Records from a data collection

□ □ □ □ □ □ □

#[cfg(test)]
mod tests {
    use super::*;
    use crate::pattern;

    fn xor_network(seed: u64) -> Network {
        Network::with_seed(&[2, 4, 1], 0.5, Activator::Sigmoid, seed).unwrap()
    }

    #[test]
    fn too_few_layers() {
        assert_eq!(
            Network::new(&[1], 0.5, Activator::Sigmoid),
            Err(Error::InvalidTopology { layers: 1 })
        );
        assert_eq!(
            Network::new(&[], 0.5, Activator::Sigmoid),
            Err(Error::InvalidTopology { layers: 0 })
        );
    }

    #[test]
    fn empty_layer() {
        assert_eq!(
            Network::new(&[1, 0, 1], 0.5, Activator::Sigmoid),
            Err(Error::EmptyLayer { index: 1 })
        );
    }

    #[test]
    fn weights_index_previous_layer() {
        let network = Network::with_seed(&[3, 5, 2, 4], 0.1, Activator::TanH, 9).unwrap();
        assert_eq!(network.topology(), vec![3, 5, 2, 4]);
        assert!(network.layers()[0].neurons().iter().all(|n| n.weights.is_empty()));
        for pair in network.layers().windows(2) {
            assert!(pair[1].neurons().iter().all(|n| n.weights.len() == pair[0].len()));
        }
    }

    #[test]
    fn bad_learning_rate() {
        for &rate in &[0.0, -0.5, f64::NAN, f64::INFINITY] {
            assert!(matches!(
                Network::new(&[2, 1], rate, Activator::Sigmoid),
                Err(Error::InvalidLearningRate { .. })
            ));
        }
    }

    #[test]
    fn json_keeps_network() {
        let network = xor_network(2);
        let json = serde_json::to_string(&network).unwrap();
        let back: Network = serde_json::from_str(&json).unwrap();
        assert_eq!(back, network);
    }

    #[test]
    fn json_without_layers_is_rejected() {
        let json = r#"{"learning_rate":0.5,"layers":[],"activator":"Sigmoid"}"#;
        let err = serde_json::from_str::<Network>(json).unwrap_err();
        assert!(err.to_string().contains("need at least 2 layers"), "{}", err);
    }

    #[test]
    fn json_with_misaligned_weights_is_rejected() {
        let neuron = r#"{"weights":[0.1,0.2],"bias":0.0,"learning_rate":0.1,"value":0.0,"delta":0.0}"#;
        let json = format!(
            r#"{{"learning_rate":0.5,"activator":"Sigmoid","layers":[
                {{"neurons":[],"len":2}},
                {{"neurons":[{}],"len":1}}]}}"#,
            neuron
        );
        assert!(serde_json::from_str::<Network>(&json).is_err());

        let input = r#"{"weights":[],"bias":0.0,"learning_rate":0.1,"value":0.0,"delta":0.0}"#;
        let json = format!(
            r#"{{"learning_rate":0.5,"activator":"Sigmoid","layers":[
                {{"neurons":[{input},{input},{input}],"len":2}},
                {{"neurons":[{neuron}],"len":1}}]}}"#,
            input = input,
            neuron = neuron
        );
        let err = serde_json::from_str::<Network>(&json).unwrap_err();
        assert!(err.to_string().contains("layer 1 neuron 0 has 2 weights"), "{}", err);
    }

    #[test]
    fn same_seed_same_network() {
        assert_eq!(xor_network(3), xor_network(3));
        assert_ne!(xor_network(3), xor_network(4));
    }

    #[test]
    fn execute_is_deterministic() {
        let mut network = xor_network(5);
        let pattern = Pattern::new([1.0, 0.0], [1.0]);
        let first = network.execute(&pattern).unwrap();
        let second = network.execute(&pattern).unwrap();
        assert_eq!(first.len(), 1);
        assert_eq!(first[0].to_bits(), second[0].to_bits());
    }

    #[test]
    fn output_matches_output_layer() {
        for sizes in &[vec![1, 1], vec![2, 3], vec![4, 2, 7], vec![3, 8, 8, 2]] {
            let mut network = Network::with_seed(sizes, 0.5, Activator::Sigmoid, 2).unwrap();
            let output = network.run(&vec![0.5; sizes[0]]).unwrap();
            assert_eq!(output.len(), *sizes.last().unwrap());
            assert_eq!(output, network.layers()[sizes.len() - 1].values());
        }
    }

    #[test]
    fn input_values_are_not_activated() {
        let mut network = xor_network(6);
        network.run(&[3.0, -2.0]).unwrap();
        assert_eq!(network.layers()[0].values(), vec![3.0, -2.0]);
    }

    #[test]
    fn wrong_input_size() {
        let mut network = xor_network(1);
        let before = network.clone();
        let bad = Pattern::new([0.0, 0.0, 0.0], [0.0]);
        assert_eq!(
            network.execute(&bad),
            Err(Error::DimensionMismatch {
                side: Side::Input,
                pattern: 0,
                expected: 2,
                got: 3,
            })
        );

        let mut patterns = pattern::xor();
        patterns.push(bad);
        assert_eq!(
            network.train(&patterns, 10),
            Err(Error::DimensionMismatch {
                side: Side::Input,
                pattern: 4,
                expected: 2,
                got: 3,
            })
        );
        assert_eq!(network, before);
    }

    #[test]
    fn wrong_output_size() {
        let mut network = xor_network(1);
        let before = network.clone();
        let bad = Pattern::new([0.0, 1.0], [1.0, 0.0]);
        let outputs = network.execute(&bad).unwrap();
        let executed = network.clone();
        assert!(network.back_propagate(&bad, &outputs).is_err());
        assert_eq!(network, executed);

        let mut network = before.clone();
        assert!(network.train(&[bad], 5).is_err());
        assert_eq!(network, before);
    }

    #[test]
    fn empty_pattern_set() {
        let mut network = xor_network(1);
        let before = network.clone();
        assert_eq!(network.train(&[], 10), Err(Error::EmptyPatternSet));
        assert_eq!(network.evaluate(&[]), Err(Error::EmptyPatternSet));
        assert_eq!(network, before);
    }

    #[test]
    fn zero_epochs() {
        let mut network = xor_network(1);
        let before = network.clone();
        assert_eq!(network.train(&pattern::xor(), 0), Err(Error::InvalidEpochCount));
        assert_eq!(network, before);
    }

    #[test]
    fn single_update_by_hand() {
        let mut network = Network::with_seed(&[1, 1], 0.5, Activator::Sigmoid, 0).unwrap();
        {
            let neuron = &mut network.layers[1].neurons_mut()[0];
            neuron.weights = vec![0.5];
            neuron.bias = 0.0;
        }
        let pattern = Pattern::new([1.0], [1.0]);
        let outputs = network.execute(&pattern).unwrap();
        let y = 1.0 / (1.0 + (-0.5f64).exp());
        assert!((outputs[0] - y).abs() < 1e-12);

        let mse = network.back_propagate(&pattern, &outputs).unwrap();
        let error = 1.0 - y;
        let delta = error * y * (1.0 - y);
        let neuron = &network.layers()[1].neurons()[0];
        assert!((mse - error * error).abs() < 1e-12);
        assert!((neuron.delta - delta).abs() < 1e-12);
        assert!((neuron.weights[0] - (0.5 + 0.5 * delta)).abs() < 1e-12);
        assert!((neuron.bias - 0.5 * delta).abs() < 1e-12);
    }

    #[test]
    fn hidden_delta_uses_next_layer_weights() {
        let mut network = Network::with_seed(&[1, 2, 1], 1.0, Activator::Sigmoid, 0).unwrap();
        let pattern = Pattern::new([1.0], [0.0]);
        let outputs = network.execute(&pattern).unwrap();
        let output_weights = network.layers()[2].neurons()[0].weights.clone();
        let hidden = network.layers()[1].values();
        network.back_propagate(&pattern, &outputs).unwrap();

        let out_delta = network.layers()[2].neurons()[0].delta;
        assert!((out_delta - (0.0 - outputs[0]) * outputs[0] * (1.0 - outputs[0])).abs() < 1e-12);
        for i in 0..2 {
            let expected = out_delta * output_weights[i] * hidden[i] * (1.0 - hidden[i]);
            assert!((network.layers()[1].neurons()[i].delta - expected).abs() < 1e-12);
        }
    }

    #[test]
    fn evaluate_leaves_weights_alone() {
        let mut network = xor_network(8);
        let weights: Vec<_> = network.layers()[1].neurons().iter().map(|n| n.weights.clone()).collect();
        let error = network.evaluate(&pattern::xor()).unwrap();
        assert!(error > 0.0);
        let after: Vec<_> = network.layers()[1].neurons().iter().map(|n| n.weights.clone()).collect();
        assert_eq!(weights, after);
    }

    #[test]
    fn training_keeps_shape() {
        let mut network = Network::with_seed(&[2, 3, 3, 1], 0.5, Activator::Sigmoid, 12).unwrap();
        network.train(&pattern::xor(), 50).unwrap();
        assert_eq!(network.topology(), vec![2, 3, 3, 1]);
        for pair in network.layers().windows(2) {
            assert!(pair[1].neurons().iter().all(|n| n.weights.len() == pair[0].len()));
        }
    }

    #[test]
    fn learns_xor() {
        let patterns = pattern::xor();
        let mut network = xor_network(1);
        let initial = network.evaluate(&patterns).unwrap();

        network.train(&patterns, 10_000).unwrap();
        let trained = network.evaluate(&patterns).unwrap();
        assert!(trained < initial);
        assert!(trained < 0.05, "mse {} after training", trained);

        for p in &patterns {
            let output = network.execute(p).unwrap();
            assert!(
                (output[0] - p.targets[0]).abs() < 0.1,
                "{:?} -> {:?}",
                p.features,
                output
            );
        }
    }
}
//! Violation and result records for policy enforcement
//!
//! Every correction the engine applies produces exactly one
//! [`PolicyViolation`] carrying before/after snapshots, so operators can
//! audit what was changed and why. These are explicit tagged structures
//! rather than free-form maps: downstream consumers and tests assert on
//! exact shapes.

use serde::{Deserialize, Serialize};
use vizguard_core::{Aggregation, Component, FieldRecord, Role};

/// Severity of a policy correction
#[derive(Debug, Clone, Copy, PartialEq, Eq, Serialize, Deserialize)]
#[serde(rename_all = "lowercase")]
pub enum Severity {
    Error,
    Warning,
}

impl std::fmt::Display for Severity {
    fn fmt(&self, f: &mut std::fmt::Formatter<'_>) -> std::fmt::Result {
        match self {
            Self::Error => write!(f, "error"),
            Self::Warning => write!(f, "warning"),
        }
    }
}

/// Identifier of the policy rule that produced a violation
#[derive(Debug, Clone, Copy, PartialEq, Eq, Serialize, Deserialize)]
#[serde(rename_all = "snake_case")]
pub enum RuleId {
    NoChartIdentifiers,
    NoChartSurrogateKeys,
    MaxPieCardinality,
    MaxBarCategories,
    TimeseriesRequiresTimestamp,
    TimeseriesMinRows,
    SkipConstantFields,
    NoChartDetailShapes,
    SparseFieldGuard,
    NoChartRichText,
    MaxHeroStats,
}

impl RuleId {
    /// Wire spelling of the rule identifier
    pub fn as_str(&self) -> &'static str {
        match self {
            Self::NoChartIdentifiers => "no_chart_identifiers",
            Self::NoChartSurrogateKeys => "no_chart_surrogate_keys",
            Self::MaxPieCardinality => "max_pie_cardinality",
            Self::MaxBarCategories => "max_bar_categories",
            Self::TimeseriesRequiresTimestamp => "timeseries_requires_timestamp",
            Self::TimeseriesMinRows => "timeseries_min_rows",
            Self::SkipConstantFields => "skip_constant_fields",
            Self::NoChartDetailShapes => "no_chart_detail_shapes",
            Self::SparseFieldGuard => "sparse_field_guard",
            Self::NoChartRichText => "no_chart_rich_text",
            Self::MaxHeroStats => "max_hero_stats",
        }
    }
}

impl std::fmt::Display for RuleId {
    fn fmt(&self, f: &mut std::fmt::Formatter<'_>) -> std::fmt::Result {
        f.write_str(self.as_str())
    }
}

/// Snapshot of the mutable presentation state of a field, taken before and
/// after each correction
#[derive(Debug, Clone, PartialEq, Eq, Serialize, Deserialize)]
#[serde(rename_all = "camelCase")]
pub struct FieldSnapshot {
    pub component: Component,
    pub role: Role,
    pub aggregation: Aggregation,
    pub skip: bool,
}

impl FieldSnapshot {
    /// Capture the current presentation state of a field
    pub fn of(field: &FieldRecord) -> Self {
        Self {
            component: field.component,
            role: field.role,
            aggregation: field.aggregation,
            skip: field.skip,
        }
    }
}

/// One audit record describing a single correction the engine applied
#[derive(Debug, Clone, PartialEq, Serialize, Deserialize)]
#[serde(rename_all = "camelCase")]
pub struct PolicyViolation {
    /// Name of the corrected field
    pub field: String,

    /// Rule that fired
    pub rule: RuleId,

    /// Severity of the correction
    pub severity: Severity,

    /// Human-readable description of what was done
    pub action: String,

    /// Presentation state when the field entered its rule pass
    pub before: FieldSnapshot,

    /// Presentation state at the moment this rule fired
    pub after: FieldSnapshot,
}

/// Complete output of a policy enforcement run
#[derive(Debug, Clone, PartialEq, Serialize, Deserialize)]
#[serde(rename_all = "camelCase")]
pub struct PolicyResult {
    /// Corrected field collection, same cardinality and identities as the
    /// input
    pub fields: Vec<FieldRecord>,

    /// Ordered audit trail, one record per correction
    pub violations: Vec<PolicyViolation>,

    /// Number of corrections applied
    pub auto_fix_count: usize,

    /// Engine version stamp, bumped whenever rule semantics change
    pub version: u32,

    /// Warnings emitted by the stats validator
    pub stats_warnings: Vec<String>,
}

□ □ □ □ □ □ □

What is required ▸ Among the lines of the data, find every one that holds "FieldSnapshot" and copy it.

Response to the task ▸
pub struct FieldSnapshot {
impl FieldSnapshot {
    pub before: FieldSnapshot,
    pub after: FieldSnapshot,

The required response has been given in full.